---- STORED DATA
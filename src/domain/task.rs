//! Deferred units of asynchronous work.
//!
//! A Task is a pure description: nothing runs until the orchestrator
//! invokes it, and invocation consumes the Task, so a single instance
//! can never be run twice.

use std::fmt;
use std::future::Future;
use std::pin::Pin;

use anyhow::Result;

/// The in-flight form of a task's work.
pub type TaskFuture<T> = Pin<Box<dyn Future<Output = Result<T>> + Send>>;

/// A single deferred unit of asynchronous work producing a `T`.
///
/// The wrapped work is supplied by the caller (a network call, a timer,
/// a computation) and reports its raw failure as `anyhow::Error`; the
/// orchestrator classifies it before anything leaves the run.
pub struct Task<T> {
    /// Diagnostic name, carried into error details and logs
    name: String,

    /// Zero-argument invocation handle; not called until `run()`
    work: Box<dyn FnOnce() -> TaskFuture<T> + Send>,
}

impl<T> Task<T> {
    /// Wrap a closure producing a future into a named task.
    pub fn new<F, Fut>(name: impl Into<String>, work: F) -> Self
    where
        F: FnOnce() -> Fut + Send + 'static,
        Fut: Future<Output = Result<T>> + Send + 'static,
    {
        Self {
            name: name.into(),
            work: Box::new(move || {
                let fut: TaskFuture<T> = Box::pin(work());
                fut
            }),
        }
    }

    /// Diagnostic name of this task
    pub fn name(&self) -> &str {
        &self.name
    }

    /// Start the underlying work.
    ///
    /// Consumes the task; retrying means constructing a fresh one.
    pub fn run(self) -> TaskFuture<T> {
        (self.work)()
    }
}

impl<T> fmt::Debug for Task<T> {
    fn fmt(&self, f: &mut fmt::Formatter<'_>) -> fmt::Result {
        f.debug_struct("Task").field("name", &self.name).finish()
    }
}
--------
- **TASK GOAL**
Your answer should consist of the lines above that hold the word "until", copied exactly.

- **OUTPUT FOR THIS TASK**
//! A Task is a pure description: nothing runs until the orchestrator
    /// Zero-argument invocation handle; not called until `run()`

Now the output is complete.